Send only SMTP server?

I use Microsoft 365 for my normal email. Still, I'm building landing pages for both of my websites, and I need to collect email addresses for a mailing list for both domains (don't worry this will be a double opt-in system and very easy to unsubscribe from). Most people would use a third-party email mailing list provider like Mailchimp or ConvertKit, but due to privacy reasons, I want to build the mailing list software myself so that email addresses never leave my servers.

To do this, I need to have a send-only SMTP server to send all of my emails. I was wondering if there was anything I should be aware of when picking a particular piece of SMTP server software? I only want it to be able to send email from two domains which are both owned by me, and I want all email it sends to be plain text only.

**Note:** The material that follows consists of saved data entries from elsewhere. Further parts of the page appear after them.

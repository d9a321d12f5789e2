//! Cache patch orchestration.
//!
//! One call runs one read-patch-write cycle:
//!
//! 1. take the operation field (`createPost`) and its value from the payload
//! 2. resolve the intent (explicit, or classified from the field name)
//! 3. map the payload to the item to apply
//! 4. read the target query from the cache
//! 5. find the collection under the query's own root field (`posts`)
//! 6. apply the [`UpdateStrategy`] and write a patched copy back
//!
//! Every stage before the write can end the cycle early with a
//! [`SkipReason`]. Skips are normal outcomes, not errors; in particular a
//! cache miss on read is absorbed. The only error a cycle returns is one
//! raised by the cache's `write_query`, passed through unchanged.
//!
//! The cached value is never modified in place: the patched result is
//! written into a clone of what was read.

use serde_json::Value;
use tracing::{debug, instrument, trace};

use crate::cache::{AsyncQueryCache, QueryCache};
use crate::classify::classify;
use crate::config::{PatchConfig, current_config};
use crate::path::{find_array_path, get_value_by_path, set_value_by_path};
use crate::strategy::{Shape, UpdateStrategy};
use crate::telemetry;
use crate::types::{ArrayLocation, Intent, UpdateRecipe, ValuePath};
use crate::Result;

/// Why a patch cycle stopped before writing.
#[derive(Debug, Clone, Copy, PartialEq, Eq)]
pub enum SkipReason {
    /// Payload was null, not an object, or an empty object.
    EmptyPayload,
    /// The operation field's value was falsy (null, false, 0, "").
    EmptyResult,
    /// The target query was never cached, or the cache failed to read it.
    CacheMiss,
    /// The cached result was null or an empty object.
    EmptyCacheEntry,
    /// The cached result has no value under the query's root field.
    FieldNotCached,
}

impl SkipReason {
    /// Label used in logs and the `reason` metric label.
    pub fn as_str(&self) -> &'static str {
        match self {
            Self::EmptyPayload => "empty_payload",
            Self::EmptyResult => "empty_result",
            Self::CacheMiss => "cache_miss",
            Self::EmptyCacheEntry => "empty_cache_entry",
            Self::FieldNotCached => "field_not_cached",
        }
    }
}

/// What a patch cycle did.
#[derive(Debug, Clone, PartialEq, Eq)]
pub enum PatchOutcome {
    /// A patched result was written back.
    Applied {
        /// Intent the strategy ran with.
        intent: Intent,
        /// Operation field name taken from the payload.
        field: String,
    },
    /// Nothing was written.
    Skipped(SkipReason),
}

impl PatchOutcome {
    pub fn is_applied(&self) -> bool {
        matches!(self, Self::Applied { .. })
    }
}

/// Runs patch cycles against a fixed [`PatchConfig`].
#[derive(Debug, Clone, Default)]
pub struct CachePatcher {
    config: PatchConfig,
}

/// Payload facts gathered before touching the cache.
struct Prepared {
    field: String,
    intent: Intent,
    item: Value,
}

impl CachePatcher {
    pub fn new(config: PatchConfig) -> Self {
        Self { config }
    }

    /// Patcher using a snapshot of the process-wide configuration.
    pub fn from_global() -> Self {
        Self::new(current_config())
    }

    pub fn config(&self) -> &PatchConfig {
        &self.config
    }

    /// Run one read-patch-write cycle against a synchronous cache.
    #[instrument(skip_all, fields(query = %recipe.target.root_field()))]
    pub fn apply<C>(&self, cache: &C, payload: &Value, recipe: &UpdateRecipe) -> Result<PatchOutcome>
    where
        C: QueryCache + ?Sized,
    {
        let prepared = match self.prepare(payload, recipe) {
            Ok(prepared) => prepared,
            Err(reason) => return Ok(skipped(reason)),
        };

        let cached = match QueryCache::read_query(cache, &recipe.target) {
            Ok(cached) => cached,
            Err(e) => {
                debug!(error = %e, "cached query unavailable");
                return Ok(skipped(SkipReason::CacheMiss));
            }
        };

        let draft = match self.patch_cached(&prepared, recipe, &cached)? {
            Ok(draft) => draft,
            Err(reason) => return Ok(skipped(reason)),
        };

        QueryCache::write_query(cache, &recipe.target, draft)?;
        Ok(applied(prepared))
    }

    /// Run one read-patch-write cycle against an asynchronous cache.
    ///
    /// Completes the whole cycle before returning; concurrent calls for the
    /// same query are not coordinated (last write wins).
    #[instrument(skip_all, fields(query = %recipe.target.root_field()))]
    pub async fn apply_async<C>(
        &self,
        cache: &C,
        payload: &Value,
        recipe: &UpdateRecipe,
    ) -> Result<PatchOutcome>
    where
        C: AsyncQueryCache + ?Sized,
    {
        let prepared = match self.prepare(payload, recipe) {
            Ok(prepared) => prepared,
            Err(reason) => return Ok(skipped(reason)),
        };

        let cached = match AsyncQueryCache::read_query(cache, &recipe.target).await {
            Ok(cached) => cached,
            Err(e) => {
                debug!(error = %e, "cached query unavailable");
                return Ok(skipped(SkipReason::CacheMiss));
            }
        };

        let draft = match self.patch_cached(&prepared, recipe, &cached)? {
            Ok(draft) => draft,
            Err(reason) => return Ok(skipped(reason)),
        };

        AsyncQueryCache::write_query(cache, &recipe.target, draft).await?;
        Ok(applied(prepared))
    }

    /// Pull the operation field, intent and item out of the payload.
    fn prepare(
        &self,
        payload: &Value,
        recipe: &UpdateRecipe,
    ) -> std::result::Result<Prepared, SkipReason> {
        let (field, value) = payload
            .as_object()
            .and_then(|fields| fields.iter().next())
            .ok_or(SkipReason::EmptyPayload)?;

        if is_falsy(value) {
            return Err(SkipReason::EmptyResult);
        }

        let intent = match recipe.intent {
            Some(intent) if !intent.is_auto() => intent,
            _ => classify(field, &self.config),
        };

        let item = match &recipe.map_result {
            Some(map) => map(payload),
            None => value.clone(),
        };

        Ok(Prepared {
            field: field.clone(),
            intent,
            item,
        })
    }

    /// Build the patched draft of `cached`.
    ///
    /// The outer `Result` carries path errors; the inner one a skip.
    fn patch_cached(
        &self,
        prepared: &Prepared,
        recipe: &UpdateRecipe,
        cached: &Value,
    ) -> Result<std::result::Result<Value, SkipReason>> {
        if is_empty_entry(cached) {
            return Ok(Err(SkipReason::EmptyCacheEntry));
        }

        let identity_field = recipe
            .identity_field
            .clone()
            .unwrap_or_else(|| self.config.identity_field_for(&prepared.item));

        let root_field = recipe.target.root_field();
        let Some(result) = cached.get(root_field) else {
            return Ok(Err(SkipReason::FieldNotCached));
        };

        let location = find_array_path(result);
        trace!(?location, "located patch target");

        let current = match &location {
            ArrayLocation::Nested(path) => get_value_by_path(result, path).unwrap_or(result),
            ArrayLocation::Root | ArrayLocation::NotFound => result,
        };

        let strategy = UpdateStrategy::resolve(prepared.intent, identity_field);
        let patched = strategy
            .apply(Shape::of(current), Some(&prepared.item))
            .unwrap_or(Value::Null);

        let mut target_path = ValuePath::new().join(root_field);
        if let Some(nested) = location.path() {
            for segment in nested.segments() {
                target_path.push(segment.clone());
            }
        }

        let mut draft = cached.clone();
        set_value_by_path(&mut draft, &target_path, patched)?;

        debug!(
            intent = %prepared.intent,
            field = %prepared.field,
            identity_field = strategy.identity_field(),
            path = %target_path,
            "patched cached query"
        );
        Ok(Ok(draft))
    }
}

/// Run one cycle with the process-wide configuration.
pub fn apply_patch<C>(cache: &C, payload: &Value, recipe: &UpdateRecipe) -> Result<PatchOutcome>
where
    C: QueryCache + ?Sized,
{
    CachePatcher::from_global().apply(cache, payload, recipe)
}

/// Async form of [`apply_patch`].
pub async fn apply_patch_async<C>(
    cache: &C,
    payload: &Value,
    recipe: &UpdateRecipe,
) -> Result<PatchOutcome>
where
    C: AsyncQueryCache + ?Sized,
{
    CachePatcher::from_global()
        .apply_async(cache, payload, recipe)
        .await
}

fn skipped(reason: SkipReason) -> PatchOutcome {
    debug!(reason = reason.as_str(), "patch skipped");
    metrics::counter!(telemetry::PATCHES_SKIPPED_TOTAL, "reason" => reason.as_str()).increment(1);
    PatchOutcome::Skipped(reason)
}

fn applied(prepared: Prepared) -> PatchOutcome {
    metrics::counter!(telemetry::PATCHES_TOTAL, "intent" => prepared.intent.as_str()).increment(1);
    PatchOutcome::Applied {
        intent: prepared.intent,
        field: prepared.field,
    }
}

fn is_falsy(value: &Value) -> bool {
    match value {
        Value::Null => true,
        Value::Bool(b) => !b,
        Value::Number(n) => n.as_f64() == Some(0.0),
        Value::String(s) => s.is_empty(),
        Value::Array(_) | Value::Object(_) => false,
    }
}

fn is_empty_entry(value: &Value) -> bool {
    match value {
        Value::Null => true,
        Value::Object(fields) => fields.is_empty(),
        _ => false,
    }
}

When it comes to Linux distributions being used I only ever use OpenSUSE LEAP so currently, that would be LEAP 15.2. I know Linode block SMTP ports by default, but I was under the impression that you could have them unblocked via a support ticket.

My question is very simple. Which SMTP server is easiest to configure for sending only mailing lists? I don't want to waste a lot of time building out a complex bit of mailing list software. The only features I want are double opt-in subscription, email address storage and plain text email sending. I'll be using PostgreSQL to store all of the email addresses.

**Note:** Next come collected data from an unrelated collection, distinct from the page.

//! Operation intent.

use std::fmt;
use std::str::FromStr;

use serde::{Deserialize, Deserializer, Serialize, Serializer};

use crate::GqlPatchError;

/// What a mutation or subscription did to the entity it returns.
///
/// `Auto` means "infer from the operation name". When classification finds
/// no matching prefix the intent stays `Auto` and the patch is a passthrough.
#[derive(Debug, Clone, Copy, Default, PartialEq, Eq, Hash)]
pub enum Intent {
    #[default]
    Auto,
    Add,
    Remove,
    Update,
}

impl Intent {
    /// Canonical upper-case name, also used as the `intent` metric label.
    pub fn as_str(&self) -> &'static str {
        match self {
            Self::Auto => "AUTO",
            Self::Add => "ADD",
            Self::Remove => "REMOVE",
            Self::Update => "UPDATE",
        }
    }

    /// Whether this intent still needs name-based classification.
    pub fn is_auto(&self) -> bool {
        matches!(self, Self::Auto)
    }
}

impl fmt::Display for Intent {
    fn fmt(&self, f: &mut fmt::Formatter<'_>) -> fmt::Result {
        f.write_str(self.as_str())
    }
}

impl FromStr for Intent {
    type Err = GqlPatchError;

    fn from_str(s: &str) -> std::result::Result<Self, Self::Err> {
        match s.to_ascii_uppercase().as_str() {
            "AUTO" => Ok(Self::Auto),
            "ADD" => Ok(Self::Add),
            "REMOVE" => Ok(Self::Remove),
            "UPDATE" => Ok(Self::Update),
            _ => Err(GqlPatchError::Configuration(format!(
                "unknown intent '{s}' (expected AUTO, ADD, REMOVE or UPDATE)"
            ))),
        }
    }
}

impl Serialize for Intent {
    fn serialize<S: Serializer>(&self, serializer: S) -> std::result::Result<S::Ok, S::Error> {
        serializer.serialize_str(self.as_str())
    }
}

impl<'de> Deserialize<'de> for Intent {
    fn deserialize<D: Deserializer<'de>>(deserializer: D) -> std::result::Result<Self, D::Error> {
        let s = String::deserialize(deserializer)?;
        s.parse().map_err(serde::de::Error::custom)
    }
}

#[cfg(test)]
mod tests {
    use super::*;

    #[test]
    fn parse_is_case_insensitive() {
        assert_eq!("add".parse::<Intent>().unwrap(), Intent::Add);
        assert_eq!("Remove".parse::<Intent>().unwrap(), Intent::Remove);
        assert_eq!("UPDATE".parse::<Intent>().unwrap(), Intent::Update);
        assert_eq!("auto".parse::<Intent>().unwrap(), Intent::Auto);
    }

    #[test]
    fn parse_rejects_unknown() {
        let err = "upsert".parse::<Intent>().unwrap_err();
        assert!(err.to_string().contains("upsert"));
    }

    #[test]
    fn serde_uses_upper_case_names() {
        let json = serde_json::to_string(&Intent::Remove).unwrap();
        assert_eq!(json, "\"REMOVE\"");
        let back: Intent = serde_json::from_str("\"update\"").unwrap();
        assert_eq!(back, Intent::Update);
    }
}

If anyone has any advice on this side of things I would like to hear it. I'm particularly interested in things that could help me improve privacy for my users and to increase security on my side of things.

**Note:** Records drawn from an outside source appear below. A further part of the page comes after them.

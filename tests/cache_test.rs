//! Tests for [`InMemoryCache`], the reference query result cache.

use std::time::Duration;

use gqlpatch::cache::{CacheConfig, InMemoryCache};
use gqlpatch::{QueryCache, QueryDocument, QueryTarget};
use serde_json::json;

fn posts_target() -> QueryTarget {
    QueryTarget::new(QueryDocument::with_root_field(
        "query Posts($first: Int) { posts(first: $first) { id } }",
        "posts",
    ))
}

#[test]
fn cache_config_defaults() {
    let config = CacheConfig::default();
    assert_eq!(config.max_entries, 10_000);
    assert_eq!(config.ttl, None);
}

#[test]
fn cache_config_builder() {
    let config = CacheConfig::new()
        .max_entries(50)
        .ttl(Duration::from_secs(30));
    assert_eq!(config.max_entries, 50);
    assert_eq!(config.ttl, Some(Duration::from_secs(30)));
}

#[test]
fn write_then_read_round_trip() {
    let cache = InMemoryCache::new();
    let data = json!({"posts": [{"id": 1, "title": "first"}], "meta": {"count": 1}});

    cache.write_query(&posts_target(), data.clone()).unwrap();
    assert_eq!(cache.read_query(&posts_target()).unwrap(), data);
}

#[test]
fn unprimed_query_is_a_miss() {
    let cache = InMemoryCache::new();
    let err = cache.read_query(&posts_target()).unwrap_err();
    assert!(err.is_cache_miss());
}

#[test]
fn variables_address_separate_entries() {
    let cache = InMemoryCache::new();
    let first_ten = posts_target().variable("first", 10);
    let first_five = posts_target().variable("first", 5);

    cache.write_query(&first_ten, json!({"posts": [1]})).unwrap();

    assert!(cache.contains(&first_ten));
    assert!(!cache.contains(&first_five));
    assert!(cache.read_query(&first_five).unwrap_err().is_cache_miss());
}

#[test]
fn overwrite_replaces_entry() {
    let cache = InMemoryCache::new();
    cache.write_query(&posts_target(), json!({"posts": [1]})).unwrap();
    cache.write_query(&posts_target(), json!({"posts": [1, 2]})).unwrap();
    assert_eq!(cache.read_query(&posts_target()).unwrap(), json!({"posts": [1, 2]}));
}

#[test]
fn invalidate_and_clear() {
    let cache = InMemoryCache::new();
    let other = posts_target().variable("first", 1);
    cache.write_query(&posts_target(), json!({"posts": []})).unwrap();
    cache.write_query(&other, json!({"posts": []})).unwrap();

    cache.invalidate(&posts_target());
    assert!(!cache.contains(&posts_target()));
    assert!(cache.contains(&other));

    cache.clear();
    assert!(cache.read_query(&other).unwrap_err().is_cache_miss());
}

#[test]
fn ttl_expiry() {
    let cache = InMemoryCache::with_config(&CacheConfig::new().ttl(Duration::from_millis(1)));
    cache.write_query(&posts_target(), json!({"posts": []})).unwrap();

    std::thread::sleep(Duration::from_millis(50));

    assert!(cache.read_query(&posts_target()).unwrap_err().is_cache_miss());
}

#[test]
fn thread_safety() {
    use std::sync::Arc;
    use std::thread;

    let cache = Arc::new(InMemoryCache::new());
    let mut handles = Vec::new();

    for i in 0..10 {
        let cache = Arc::clone(&cache);
        handles.push(thread::spawn(move || {
            let target = posts_target().variable("first", i);
            cache.write_query(&target, json!({"posts": [i]})).unwrap();
        }));
    }

    for h in handles {
        h.join().expect("thread panicked");
    }

    for i in 0..10 {
        let target = posts_target().variable("first", i);
        assert_eq!(cache.read_query(&target).unwrap(), json!({"posts": [i]}));
    }
}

I'm going to release my solution as open-source software on Github for other people who want a really easy to use solution for creating email lists.

4 Replies

Thank you for your reply.

I've been thinking about this a bit more and what would be good is if I could have domain1.com send from:

smtp.domain1.com

and have domain2.com send from:

smtp.domain2.com

I mean I guess I could have a Linode for each domain, but that seems a bit wasteful to me. It would have the advantage of each domain having a completely separate IP address which might prove useful. I'm not sure what the normal solution to this problem is, to be honest.

Is there a better way to go about this? I've never really liked setting up email, so I'm a bit of a newbie on this side of things.

@Cromulent --

You write:

I mean I guess I could have a Linode for each domain, but that seems a bit wasteful to me.

If you want to send from separate IP addresses, you would need:

  • two different Linodes; or
  • a single Linode with 2 different IP addresses (doable for more $$$).

You can send from two different domains using a single Linode, a single IP address and a single postfix(1) configuration. You're going to have to be very well-versed in setting up DNS for this. You would need two different domain registrations for domain1.com and domain2.com.

IMHO, the proper way to do this is mark the outbound mail with a special header…say:

X-Originating-Page: this_page
or
X-Originating-Page: that_page

to distinguish your two situations. There's only one Linode, one IP address, one domain, and one postfix(1) configuration required to do this. It's your sending app that makes this distinction.

I do this all the time. It's really easy and mail user agents (MUAs) are sophisticated enough to ignore stuff like this.

If your mail is outbound-only, why do you care which domain it came from? After your server sends it, you have no control of it anymore.

You also write:

It would have the advantage of each domain having a completely separate IP address which might prove useful.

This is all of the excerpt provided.